We will however still welcome any questions you may have to be submitted by email to [email protected]. Your Board will endeavour to provide written answers to all questions submitted and make them available ahead of the Proxy submission deadline of Tuesday 26 April 2022 by posting them on a dedicated 2022 Annual General Meeting page in the Investor Relations section of the Company website.
Should circumstances change before the time of the AGM, we will notify shareholders by announcement through the Regulatory News Service as early as possible before the date of the meeting and also post updates on the Company website at www.synthomer.com.
Letter from the Chair
Dear Shareholder
I am pleased to enclose the Company's Annual Report and Accounts for the year ended 31 December 2021 ("Annual Report"). The Board thanks all shareholders for their support over the last 12 months.
This year's Annual General Meeting will be held on Thursday 28 April 2022 at 11.00 am at the offices of the Company, 45 Pall Mall, London SW1Y 5JG. Notice of the Annual General Meeting ("AGM") is set out at the end of this document.
Your Board wants to ensure that all shareholders have the opportunity to vote on our resolutions and to ask questions of the Board. We recommend that all shareholders complete and return the Form of Proxy that accompanied this Notice of Meeting appointing me, as the Chair of the meeting, as their proxy. Details of how to complete and return the Form of Proxy and the address and timing for its return are contained in the notes on the Form and at the end of this letter.

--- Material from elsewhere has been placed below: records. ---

/// How [`AvlTree::remove`](crate::AvlTree::remove) restructures the tree.
#[derive(Debug, Clone, Copy, Default, PartialEq, Eq)]
pub enum RemovePolicy {
    /// Splice the node (or its successor) out and fix cached heights, but
    /// never rotate. Ordering holds; balance may decay over many removals.
    #[default]
    Splice,
    /// Rebalance every ancestor of the removed node, keeping the AVL balance
    /// invariant across removals.
    Rebalance,
}

/// Configuration for an [`AvlTree`](crate::AvlTree).
#[derive(Debug, Clone, Copy, Default, PartialEq, Eq)]
pub struct TreeConfig {
    /// Removal strategy
    pub remove_policy: RemovePolicy,
}

impl TreeConfig {
    /// Config using full AVL removal.
    pub fn rebalancing() -> Self {
        Self {
            remove_policy: RemovePolicy::Rebalance,
        }
    }
}
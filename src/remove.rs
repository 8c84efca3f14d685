use std::cmp::Ordering;
use std::mem;

use crate::compare::Comparator;
use crate::node::{Link, Node, Side};
use crate::rotate::{balance_factor, rotate_left, rotate_right};

// =============================================================================
// Splice removal (no rebalancing)
// =============================================================================

/// Removes the node whose key compares `Equal` to `key` and returns the new
/// root. A missing key leaves the tree as it was.
///
/// The removed payload is dropped; use [`remove_with`] to take it. This path
/// splices nodes out without rotating, so a long run of removals can leave
/// the tree ordered but no longer height-balanced. [`remove_rebalanced`]
/// restores balance on the way back up instead.
pub fn remove<T, C>(root: Link<T>, key: &T, cmp: &C) -> Link<T>
where
    C: Comparator<T> + ?Sized,
{
    remove_with(root, key, cmp, drop)
}

/// Like [`remove`], handing the removed payload to `release`.
///
/// When the target has two children its node stays in place and takes over
/// the inorder successor's payload; `release` receives the payload that was
/// displaced, i.e. the one matching `key`.
pub fn remove_with<T, C, F>(mut root: Link<T>, key: &T, cmp: &C, release: F) -> Link<T>
where
    C: Comparator<T> + ?Sized,
    F: FnOnce(T),
{
    if let Some(data) = take_spliced(&mut root, key, cmp) {
        release(data);
    }
    root
}

pub(crate) fn take_spliced<T, C>(root: &mut Link<T>, key: &T, cmp: &C) -> Option<T>
where
    C: Comparator<T> + ?Sized,
{
    let path = find_path(root.as_deref(), key, cmp)?;
    splice_at(root, &path)
}

/// Walks from the root to `key`, recording each turn. The last entry is the
/// turn taken out of the target's parent; an empty path means the root.
fn find_path<T, C>(mut cur: Option<&Node<T>>, key: &T, cmp: &C) -> Option<Vec<Side>>
where
    C: Comparator<T> + ?Sized,
{
    let mut path = Vec::new();
    while let Some(node) = cur {
        let side = match cmp.compare(key, &node.data) {
            Ordering::Less => Side::Left,
            Ordering::Greater => Side::Right,
            Ordering::Equal => return Some(path),
        };
        path.push(side);
        cur = node.child(side);
    }
    None
}

/// Follows `path` from `link` and splices out the node at its end, fixing
/// cached heights on every node passed through.
fn splice_at<T>(link: &mut Link<T>, path: &[Side]) -> Option<T> {
    let node = link.as_mut()?;
    match path.split_first() {
        Some((&side, rest)) => {
            let data = splice_at(node.child_mut(side), rest)?;
            node.update_height();
            Some(data)
        }
        None => splice_out(link),
    }
}

fn splice_out<T>(link: &mut Link<T>) -> Option<T> {
    let node = link.as_mut()?;
    if node.left.is_some() && node.right.is_some() {
        // A successor never has a left child, so it detaches with a splice.
        let successor = detach_min(&mut node.right)?;
        let displaced = mem::replace(&mut node.data, successor);
        node.update_height();
        log::trace!("replaced two-child node with its successor");
        return Some(displaced);
    }

    let mut node = link.take()?;
    *link = node.left.take().or_else(|| node.right.take());
    log::trace!("spliced out node with at most one child");
    Some(node.data)
}

/// Unlinks the leftmost node under `link` and returns its payload.
fn detach_min<T>(link: &mut Link<T>) -> Option<T> {
    let node = link.as_mut()?;
    if node.left.is_some() {
        let data = detach_min(&mut node.left);
        node.update_height();
        return data;
    }

    let mut node = link.take()?;
    *link = node.right.take();
    Some(node.data)
}

// =============================================================================
// Rebalancing removal
// =============================================================================

/// Full AVL removal: like [`remove_with`], but every ancestor of the removed
/// node is rebalanced, so the balance invariant survives removals.
pub fn remove_rebalanced<T, C, F>(root: Link<T>, key: &T, cmp: &C, release: F) -> Link<T>
where
    C: Comparator<T> + ?Sized,
    F: FnOnce(T),
{
    let mut removed = None;
    let root = remove_balanced_rec(root, key, cmp, &mut removed);
    if let Some(data) = removed {
        release(data);
    }
    root
}

pub(crate) fn take_rebalanced<T, C>(root: &mut Link<T>, key: &T, cmp: &C) -> Option<T>
where
    C: Comparator<T> + ?Sized,
{
    let mut removed = None;
    *root = remove_balanced_rec(root.take(), key, cmp, &mut removed);
    removed
}

fn remove_balanced_rec<T, C>(link: Link<T>, key: &T, cmp: &C, removed: &mut Option<T>) -> Link<T>
where
    C: Comparator<T> + ?Sized,
{
    let mut node = link?;
    match cmp.compare(key, &node.data) {
        Ordering::Less => node.left = remove_balanced_rec(node.left.take(), key, cmp, removed),
        Ordering::Greater => node.right = remove_balanced_rec(node.right.take(), key, cmp, removed),
        Ordering::Equal => match (node.left.take(), node.right.take()) {
            (None, child) | (child, None) => {
                *removed = Some(node.data);
                return child;
            }
            (left, Some(right)) => {
                let (rest, successor) = take_min_rebalanced(right);
                *removed = Some(mem::replace(&mut node.data, successor));
                node.left = left;
                node.right = rest;
            }
        },
    }
    Some(rebalance(node))
}

fn take_min_rebalanced<T>(mut node: Box<Node<T>>) -> (Link<T>, T) {
    match node.left.take() {
        None => {
            let right = node.right.take();
            (right, node.data)
        }
        Some(left) => {
            let (rest, min) = take_min_rebalanced(left);
            node.left = rest;
            (Some(rebalance(node)), min)
        }
    }
}

/// Restores balance at `node`, picking the double rotation from the heavy
/// child's own balance.
fn rebalance<T>(mut node: Box<Node<T>>) -> Box<Node<T>> {
    node.update_height();
    let balance = node.balance();

    if balance > 1 {
        if balance_factor(node.left()) < 0 {
            node.left = node.left.take().map(rotate_left);
        }
        return rotate_right(node);
    }

    if balance < -1 {
        if balance_factor(node.right()) > 0 {
            node.right = node.right.take().map(rotate_right);
        }
        return rotate_left(node);
    }

    node
}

An explanation of the business to be considered at the meeting is set out below.
To receive the Annual Report and Accounts (Resolution 1)
The Directors' report and the audited financial statements for the year ended 31 December 2021 will be presented.
Directors' Remuneration (Resolution 2)
Resolution 2 deals with Directors' remuneration and seeks shareholder approval for the Directors' Annual Report on Remuneration. The Annual Report on Remuneration can be found on pages 112 to 126 (inclusive) in the Annual Report and the vote on it is advisory and will not affect the way in which the current Policy has been implemented.
Final Dividend (Resolution 3)
A final ordinary dividend of 21.3 pence per share for the year ended 31 December 2021 is recommended for payment by the Directors.
Synthomer plc Notice of Annual General Meeting 2022
Re-election and election of Directors (Resolutions 4-12)
Resolutions 4 to 12 inclusive deal with the re-election of Directors in accordance with the requirements of the UK Corporate Governance Code.
Resolutions 4 deals with the re-election of Mr S G Bennett who serves as Chief Financial Officer of the Company. Resolutions 5 to 9 inclusive deal with the re-election of the Hon. A G Catto, Dato' Lee Hau Hian, Mr B W D Connolly, Ms H A Van Deursen and Ms C S Dubin respectively who serve as Non-Executive Directors of the Company. Resolution 10 deals with my re-election. Resolutions 11 and 12 deal with the election of Mr M Willome and Mr R Gualdoni and who have joined the Board since the 2021 Annual General Meeting as Chief Executive Officer and as a Non-Executive Director respectively.
Your Non-Executive Directors bring a wide diversity of skills and relevant business and boardroom experience gained internationally from past and current involvement with a number of companies and areas of commerce. I can confirm that, following Board and individual director performance evaluation, each of them continues to contribute effectively and to demonstrate commitment to the role of Non-Executive Director of the Company.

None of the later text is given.